Proof. We follow the proof in [Reference Menegatto17]. It holds that

\begin{align*} G_{ij}(\boldsymbol{h},\boldsymbol{u})&= \dfrac a{f_{ij}(\boldsymbol{u})^r} + \dfrac 1{f_{ij}(\boldsymbol{u})^{r-\lambda}} \int_0^\infty \dfrac1{(g_{ij}(\boldsymbol{h}) + vf_{ij}(\boldsymbol{u}))^\lambda}\varphi_{ij}(v) \,{{d}} v .\end{align*}

The function $ x \mapsto {{1}/{x^\alpha}}$ is completely monotone for $\alpha \ge 0$ and thus the Laplace transform of a measure on $[0,\infty)$ [Reference Schilling, Song and Vondracek26, Theorem 1.4]. Therefore $(1/f_{ij}^r)_{i,j=1,\ldots,m}$ and $(1/f_{ij}^{r-\lambda})_{i,j=1,\ldots,m}$ are positive definite functions due to Theorem 2 as mixtures of positive definite functions.

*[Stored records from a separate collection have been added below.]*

//! Headless input and timing for the PC host.
//!
//! `ScriptedInput` replays a fixed schedule of key and button presses while
//! the pointer orbits the play area, so a run is fully reproducible.

use std::time::Instant;

use lumen_hal::{Button, ButtonSet, FrameClock, InputSample, InputSource, Key, KeySet};

/// Keys and buttons held for `frames` samples starting at sample `at`.
#[derive(Debug, Clone, Copy, PartialEq, Eq)]
pub struct ScriptStep {
    pub at: u32,
    pub frames: u32,
    pub keys: KeySet,
    pub buttons: ButtonSet,
}

impl ScriptStep {
    pub fn key(at: u32, frames: u32, key: Key) -> Self {
        Self {
            at,
            frames,
            keys: KeySet::EMPTY.with(key),
            buttons: ButtonSet::EMPTY,
        }
    }

    /// One-sample button click.
    pub fn click(at: u32, button: Button) -> Self {
        Self {
            at,
            frames: 1,
            keys: KeySet::EMPTY,
            buttons: ButtonSet::EMPTY.with(button),
        }
    }

    fn active(&self, sample: u32) -> bool {
        sample >= self.at && sample - self.at < self.frames
    }
}

/// Input source driven by a script instead of a device.
#[derive(Debug, Clone)]
pub struct ScriptedInput {
    sample: u32,
    center: (f32, f32),
    radius: (f32, f32),
    /// Pointer orbit speed, radians per sample.
    speed: f32,
    steps: Vec<ScriptStep>,
}

impl ScriptedInput {
    pub fn new(steps: Vec<ScriptStep>) -> Self {
        Self {
            sample: 0,
            center: (320.0, 240.0),
            radius: (240.0, 180.0),
            speed: 0.02,
            steps,
        }
    }

    /// Script exercising every interaction of the demo scene, then pressing
    /// Escape on sample `frames`.
    pub fn demo(frames: u32) -> Self {
        let mut steps = vec![
            ScriptStep::key(5, 20, Key::Up),
            ScriptStep::key(25, 10, Key::A),
            ScriptStep::key(35, 10, Key::S),
            ScriptStep::click(40, Button::Right),
            ScriptStep::key(45, 15, Key::Right),
            ScriptStep::key(60, 10, Key::C),
            ScriptStep::click(80, Button::Right),
        ];
        steps.extend((1..=8).map(|i| ScriptStep::click(i * 12, Button::Left)));
        steps.push(ScriptStep::key(frames, 1, Key::Escape));
        Self::new(steps)
    }
}

impl InputSource for ScriptedInput {
    fn init(&mut self) {
        self.sample = 0;
        log::info!("Scripted input initialized ({} steps)", self.steps.len());
    }

    fn poll(&mut self) -> InputSample {
        let n = self.sample;
        self.sample += 1;

        let angle = n as f32 * self.speed;
        let pointer = (
            (self.center.0 + angle.cos() * self.radius.0) as i32,
            (self.center.1 + angle.sin() * self.radius.1) as i32,
        );

        let mut sample = InputSample {
            pointer,
            ..InputSample::default()
        };
        for step in self.steps.iter().filter(|s| s.active(n)) {
            for key in ALL_KEYS {
                if step.keys.contains(key) {
                    sample.keys.insert(key);
                }
            }
            for button in [Button::Left, Button::Right, Button::Middle] {
                if step.buttons.contains(button) {
                    sample.buttons.insert(button);
                }
            }
        }
        sample
    }
}

const ALL_KEYS: [Key; 12] = [
    Key::Escape,
    Key::F1,
    Key::Left,
    Key::Right,
    Key::Up,
    Key::Down,
    Key::A,
    Key::C,
    Key::D,
    Key::S,
    Key::X,
    Key::Z,
];

/// Clock advancing by a constant step, for reproducible runs.
#[derive(Debug, Clone, Copy)]
pub struct FixedClock {
    step: f32,
}

impl FixedClock {
    pub fn new(step: f32) -> Self {
        Self { step }
    }
}

impl FrameClock for FixedClock {
    fn tick(&mut self) -> f32 {
        self.step
    }
}

/// Clock reporting real elapsed time between ticks.
#[derive(Debug, Clone, Copy)]
pub struct WallClock {
    last: Instant,
}

impl WallClock {
    pub fn new() -> Self {
        Self {
            last: Instant::now(),
        }
    }
}

impl Default for WallClock {
    fn default() -> Self {
        Self::new()
    }
}

impl FrameClock for WallClock {
    fn tick(&mut self) -> f32 {
        let now = Instant::now();
        let dt = now.duration_since(self.last).as_secs_f32();
        self.last = now;
        dt
    }
}

#[cfg(test)]
mod tests {
    use super::*;

    #[test]
    fn steps_hold_for_their_duration() {
        let mut input = ScriptedInput::new(vec![ScriptStep::key(2, 3, Key::Up)]);
        input.init();
        let held: Vec<bool> = (0..6).map(|_| input.poll().keys.contains(Key::Up)).collect();
        assert_eq!(held, vec![false, false, true, true, true, false]);
    }

    #[test]
    fn click_lasts_one_sample() {
        let mut input = ScriptedInput::new(vec![ScriptStep::click(1, Button::Left)]);
        let down: Vec<bool> = (0..3)
            .map(|_| input.poll().buttons.contains(Button::Left))
            .collect();
        assert_eq!(down, vec![false, true, false]);
    }

    #[test]
    fn pointer_stays_in_play_area() {
        let mut input = ScriptedInput::demo(100);
        for _ in 0..400 {
            let (x, y) = input.poll().pointer;
            assert!((0..640).contains(&x) && (0..480).contains(&y), "({x}, {y})");
        }
    }

    #[test]
    fn demo_script_ends_with_escape() {
        let mut input = ScriptedInput::demo(10);
        let samples: Vec<_> = (0..11).map(|_| input.poll()).collect();
        assert!(samples[..10].iter().all(|s| !s.keys.contains(Key::Escape)));
        assert!(samples[10].keys.contains(Key::Escape));
    }

    #[test]
    fn fixed_clock_is_constant() {
        let mut clock = FixedClock::new(0.25);
        assert_eq!(clock.tick(), 0.25);
        assert_eq!(clock.tick(), 0.25);
    }
}
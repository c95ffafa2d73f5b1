//! Light intents: edits the host queues during its update phase and the
//! engine applies in one batch before rendering.

use glam::{Vec3, Vec4};

use super::{Light, LightId, LightRegistry};
use crate::error::EngineError;

/// A single queued edit to the light registry.
#[derive(Debug, Clone, Copy, PartialEq)]
pub enum LightCommand {
    /// Register a new light. Its id is returned by `execute`.
    Add(Light),
    Remove(LightId),
    SetEnabled(LightId, bool),
    ToggleEnabled(LightId),
    SetPosition(LightId, Vec3),
    SetColor(LightId, Vec4),
    SetPower(LightId, f32),
    /// Clamped to `MIN_DECAY`.
    SetDecay(LightId, f32),
    /// Spot lights only. Wrapped into [0, 2π).
    SetSpotRotation(LightId, f32),
    /// Spot lights only.
    SetSpotDirectionZ(LightId, f32),
    /// Spot lights only. Clamped to `MIN_BEAM_WIDTH`.
    SetSpotBeamWidth(LightId, f32),
}

/// Apply one command. Returns the new id for `Add`, `None` otherwise.
pub fn execute(
    registry: &mut LightRegistry,
    cmd: &LightCommand,
) -> Result<Option<LightId>, EngineError> {
    match *cmd {
        LightCommand::Add(light) => return Ok(Some(registry.add(light))),
        LightCommand::Remove(id) => {
            registry.remove(id).ok_or(EngineError::UnknownLight(id))?;
        }
        LightCommand::SetEnabled(id, enabled) => light_mut(registry, id)?.enabled = enabled,
        LightCommand::ToggleEnabled(id) => {
            let light = light_mut(registry, id)?;
            light.enabled = !light.enabled;
        }
        LightCommand::SetPosition(id, position) => light_mut(registry, id)?.position = position,
        LightCommand::SetColor(id, color) => light_mut(registry, id)?.color = color,
        LightCommand::SetPower(id, power) => light_mut(registry, id)?.power = power,
        LightCommand::SetDecay(id, decay) => light_mut(registry, id)?.set_decay(decay),
        LightCommand::SetSpotRotation(id, theta) => cone_mut(registry, id)?.set_rotation(theta),
        LightCommand::SetSpotDirectionZ(id, z) => cone_mut(registry, id)?.set_direction_z(z),
        LightCommand::SetSpotBeamWidth(id, exponent) => {
            cone_mut(registry, id)?.set_beam_width(exponent)
        }
    }
    Ok(None)
}

fn light_mut(registry: &mut LightRegistry, id: LightId) -> Result<&mut Light, EngineError> {
    registry.get_mut(id).ok_or(EngineError::UnknownLight(id))
}

fn cone_mut(
    registry: &mut LightRegistry,
    id: LightId,
) -> Result<&mut super::SpotCone, EngineError> {
    light_mut(registry, id)?
        .cone_mut()
        .ok_or(EngineError::NotASpotLight(id))
}
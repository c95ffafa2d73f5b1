//! Headless PC host for the lumen lighting engine.
//!
//! Runs the demo scene against scripted input, renders every frame on the
//! CPU and writes the result as PNG. Single-threaded: each tick polls input,
//! updates the scene, applies its light edits, and draws.

mod assets;
mod input;
mod shadow;
mod surface;

use std::path::PathBuf;

use clap::{Parser, ValueEnum};
use glam::Vec3;
use lumen_core::frame::draw_frame;
use lumen_core::scene::{DemoScene, InputTracker};
use lumen_core::{EngineConfig, FrameCounter, LightingEngine, RenderPath, RenderTarget, Resolution, Sprite};
use lumen_hal::{FrameClock, InputSource};

use crate::input::{FixedClock, ScriptedInput, WallClock};
use crate::shadow::HullShadow;
use crate::surface::PngSurface;

#[derive(Parser)]
#[command(name = "lumen-pc")]
#[command(about = "Render the normal-mapped lighting demo headlessly to PNG", long_about = None)]
#[command(version)]
struct Cli {
    /// Diffuse image (PNG). A generated brick wall is used when omitted
    #[arg(long, requires = "normal")]
    diffuse: Option<PathBuf>,

    /// Normal map matching the diffuse image
    #[arg(long, requires = "diffuse")]
    normal: Option<PathBuf>,

    /// Output PNG for the final frame
    #[arg(short, long, default_value = "lumen.png")]
    output: PathBuf,

    /// Frames to run before the script presses Escape
    #[arg(short, long, default_value = "240")]
    frames: u32,

    /// Also save every Nth frame next to the output (0 disables)
    #[arg(long, default_value = "0")]
    snapshot_every: u32,

    /// Working resolution, WIDTHxHEIGHT
    #[arg(long, default_value = "1024x1024", value_parser = parse_resolution)]
    resolution: Resolution,

    /// Preferred accumulation path
    #[arg(long, value_enum, default_value = "forward")]
    path: PathArg,

    /// Enabled lights the forward path handles before switching to deferred
    #[arg(long, default_value = "8")]
    forward_budget: usize,

    /// Flip the normal map's green channel
    #[arg(long)]
    invert_y: bool,

    /// Grey ambient floor in [0, 1]
    #[arg(long, default_value = "0.0")]
    ambient: f32,

    /// Specular highlight strength (0 disables)
    #[arg(long, default_value = "0.0")]
    specular: f32,

    /// Color multiplier inside the hull's shadow
    #[arg(long, default_value = "0.35")]
    shadow_factor: f32,

    /// Seed for click-added light colors
    #[arg(long, default_value = "1")]
    seed: u64,

    /// Add the orange light orbiting the centre of the scene
    #[arg(long)]
    floating: bool,

    /// Advance scene time by real elapsed time instead of 1/60 s per frame
    #[arg(long)]
    realtime: bool,

    /// Suppress progress output (only show warnings and errors)
    #[arg(short, long)]
    quiet: bool,
}

#[derive(Clone, Copy, ValueEnum)]
enum PathArg {
    Forward,
    Deferred,
}

impl From<PathArg> for RenderPath {
    fn from(arg: PathArg) -> Self {
        match arg {
            PathArg::Forward => RenderPath::Forward,
            PathArg::Deferred => RenderPath::Deferred,
        }
    }
}

fn parse_resolution(s: &str) -> Result<Resolution, String> {
    let (w, h) = s
        .split_once('x')
        .ok_or_else(|| format!("expected WIDTHxHEIGHT, got '{s}'"))?;
    let width = w.trim().parse().map_err(|e| format!("bad width '{w}': {e}"))?;
    let height = h.trim().parse().map_err(|e| format!("bad height '{h}': {e}"))?;
    Resolution::new(width, height).map_err(|e| e.to_string())
}

fn main() -> anyhow::Result<()> {
    let cli = Cli::parse();

    let level = if cli.quiet {
        log::LevelFilter::Warn
    } else {
        log::LevelFilter::Info
    };
    env_logger::Builder::from_default_env()
        .filter_level(level)
        .init();
    log::info!("lumen-pc starting");

    let mut config = EngineConfig::default()
        .with_resolution(cli.resolution)
        .with_path(cli.path.into())
        .with_invert_y(cli.invert_y)
        .with_ambient(Vec3::splat(cli.ambient.clamp(0.0, 1.0)));
    config.forward_light_budget = cli.forward_budget;
    config.specular_strength = cli.specular.max(0.0);
    let mut engine = LightingEngine::new(config)?;

    let surfaces = match (&cli.diffuse, &cli.normal) {
        (Some(diffuse), Some(normal)) => assets::load_pair(diffuse, normal)?,
        _ => assets::brick_wall(cli.resolution.width, cli.resolution.height)?,
    };
    let sprites = [Sprite {
        diffuse: &surfaces.diffuse,
        normal: &surfaces.normal,
        placement: cli.resolution.bounds(),
    }];

    let mut scene = DemoScene::new(&mut engine, cli.seed);
    if cli.floating {
        scene = scene.with_floating_light(&mut engine);
    }

    let mut input = ScriptedInput::demo(cli.frames);
    input.init();
    let mut clock: Box<dyn FrameClock> = if cli.realtime {
        Box::new(WallClock::new())
    } else {
        Box::new(FixedClock::new(1.0 / 60.0))
    };

    let mut tracker = InputTracker::new();
    let mut counter = FrameCounter::new();
    let mut shadow = HullShadow::default().with_factor(cli.shadow_factor);
    let mut frame = RenderTarget::with_resolution(cli.resolution);
    let mut surface = PngSurface::new(cli.output.clone(), cli.snapshot_every);
    let mut since_report = 0.0_f32;

    loop {
        // Input phase: light edits are applied together once the scene has
        // seen this tick's input.
        let tick = tracker.update(input.poll());
        let dt = clock.tick();
        let commands = scene.update(dt, &tick);
        engine.apply(&commands);
        if scene.exit_requested() {
            log::info!("Exit requested");
            break;
        }

        counter.tick(f64::from(dt));
        shadow.set_light(scene.shadow_light_position());
        draw_frame(
            &mut engine,
            &sprites,
            &mut shadow,
            &mut frame,
            &mut counter,
            scene.show_debug(),
        )?;
        surface.present(&frame)?;

        since_report += dt;
        if since_report >= 1.0 {
            since_report -= 1.0;
            let stats = engine.last_stats();
            log::info!(
                "FPS: {} ({} lights, {:?})",
                counter.draw_rate(),
                stats.lights_drawn,
                stats.path
            );
            log::debug!("{}", scene.status(&engine));
        }
    }

    surface.finish(&frame)?;
    if !cli.quiet {
        eprintln!("{}", engine.debug_view(&counter));
        eprintln!("{}", scene.status(&engine));
    }
    Ok(())
}
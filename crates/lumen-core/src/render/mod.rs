//! Rendering stages: surface capture, light accumulation (forward and
//! deferred), and compositing.

pub mod capture;
pub mod compositor;
pub mod deferred;
pub mod forward;
pub mod lighting;

pub use capture::Sprite;
pub use compositor::{NoOcclusion, OcclusionPass};
pub use deferred::{LightBuffer, MAX_DEFERRED_LIGHTS};
pub use lighting::{LightParams, ShadingContext};

/// Accumulation strategy.
#[derive(Clone, Copy, Debug, Default, PartialEq, Eq)]
pub enum RenderPath {
    /// One pass per light. Used while the enabled light count fits the
    /// forward budget.
    #[default]
    Forward,
    /// One pass over a packed light buffer.
    Deferred,
}

/// What a single `render` call did.
#[derive(Clone, Copy, Debug, Default, PartialEq, Eq)]
pub struct AccumulationStats {
    pub path: RenderPath,
    /// Lights that contributed to the composite.
    pub lights_drawn: usize,
    /// Enabled lights left out because the deferred buffer was full.
    pub lights_dropped: usize,
    /// Enabled lights skipped for non-finite parameters.
    pub lights_invalid: usize,
}
//! Small seeded PCG32 generator for reproducible demo randomness.

/// PCG32 (XSH RR output).
#[derive(Clone, Debug)]
pub struct Pcg32 {
    state: u64,
    inc: u64,
}

impl Pcg32 {
    const MULTIPLIER: u64 = 6364136223846793005;

    pub fn new(seed: u64, stream: u64) -> Self {
        let mut rng = Self {
            state: 0,
            inc: (stream << 1) | 1,
        };
        rng.step();
        rng.state = rng.state.wrapping_add(seed);
        rng.step();
        rng
    }

    pub fn from_seed(seed: u64) -> Self {
        Self::new(seed, 0x9E37_79B9_7F4A_7C15)
    }

    fn step(&mut self) {
        self.state = self
            .state
            .wrapping_mul(Self::MULTIPLIER)
            .wrapping_add(self.inc);
    }

    pub fn next_u32(&mut self) -> u32 {
        let old = self.state;
        self.step();
        let xorshifted = (((old >> 18) ^ old) >> 27) as u32;
        xorshifted.rotate_right((old >> 59) as u32)
    }

    /// Uniform in [0, 1).
    pub fn next_f32(&mut self) -> f32 {
        const SCALE: f32 = 1.0 / (1u32 << 24) as f32;
        (self.next_u32() >> 8) as f32 * SCALE
    }
}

Furthermore, we have

\[\dfrac1{(g_{ij}(\boldsymbol{h}) + vf_{ij}(\boldsymbol{u}))^\lambda}= \dfrac1{\Gamma(\lambda)}\int_0^\infty {{e}}^{-sg_{ij}(\boldsymbol{h})}{{e}}^{-svf_{ij}(\boldsymbol{u})}s^{\lambda -1} \,{{d}} s.\]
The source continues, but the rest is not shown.